Professor Wants More Women to Brag About Having Abortions

Opinion   Micaiah Bilger   May 9, 2017   |   3:30PM    Washington, DC

Carol Sanger works as a law professor at Columbia University, but she also is an abortion activist who gives interviews, writes books and teaches classes about the controversial topic.

Sanger’s views on abortion are pretty outside the mainstream. She openly opposes laws prohibiting sex-selection abortions that target baby girls, and has spoken out against laws that ensure women have the opportunity to see their unborn babies on an ultrasound and bills to prevent the sales of aborted babies’ body parts.

This week, The Intercept published an interview with Sanger (not related to Planned Parenthood founder Margaret Sanger) about her new book. The interview focused around women telling their positive abortion stories.

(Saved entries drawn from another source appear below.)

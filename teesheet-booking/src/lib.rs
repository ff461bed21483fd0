mod audit;
pub mod coordinator;
pub mod effects;
pub mod lifecycle;
pub mod players;

pub use coordinator::{BookingCoordinator, BookingSettings, CreateFlightRequest};
pub use effects::BookingSideEffect;
pub use lifecycle::FlightLifecycle;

Sanger began reasonably enough by stating that there are many reasons why more women do not share their abortion stories.

“It’s your body; it’s sex; it’s reproduction; it’s a medical treatment,” she said. “Those are all things that people like to keep private.”

However, she argued that women should feel free to talk about their abortions just as they talk about any other medical procedure. The problem is that pro-lifers make them feel ashamed to.

“If we say something’s private, that’s OK,” Sanger said. “But when it gets pushed into secrecy to be a shaming mechanism by all these laws that tell you that what you are doing is wrong, and would then try to persuade you out of it, that’s what changes the decision.”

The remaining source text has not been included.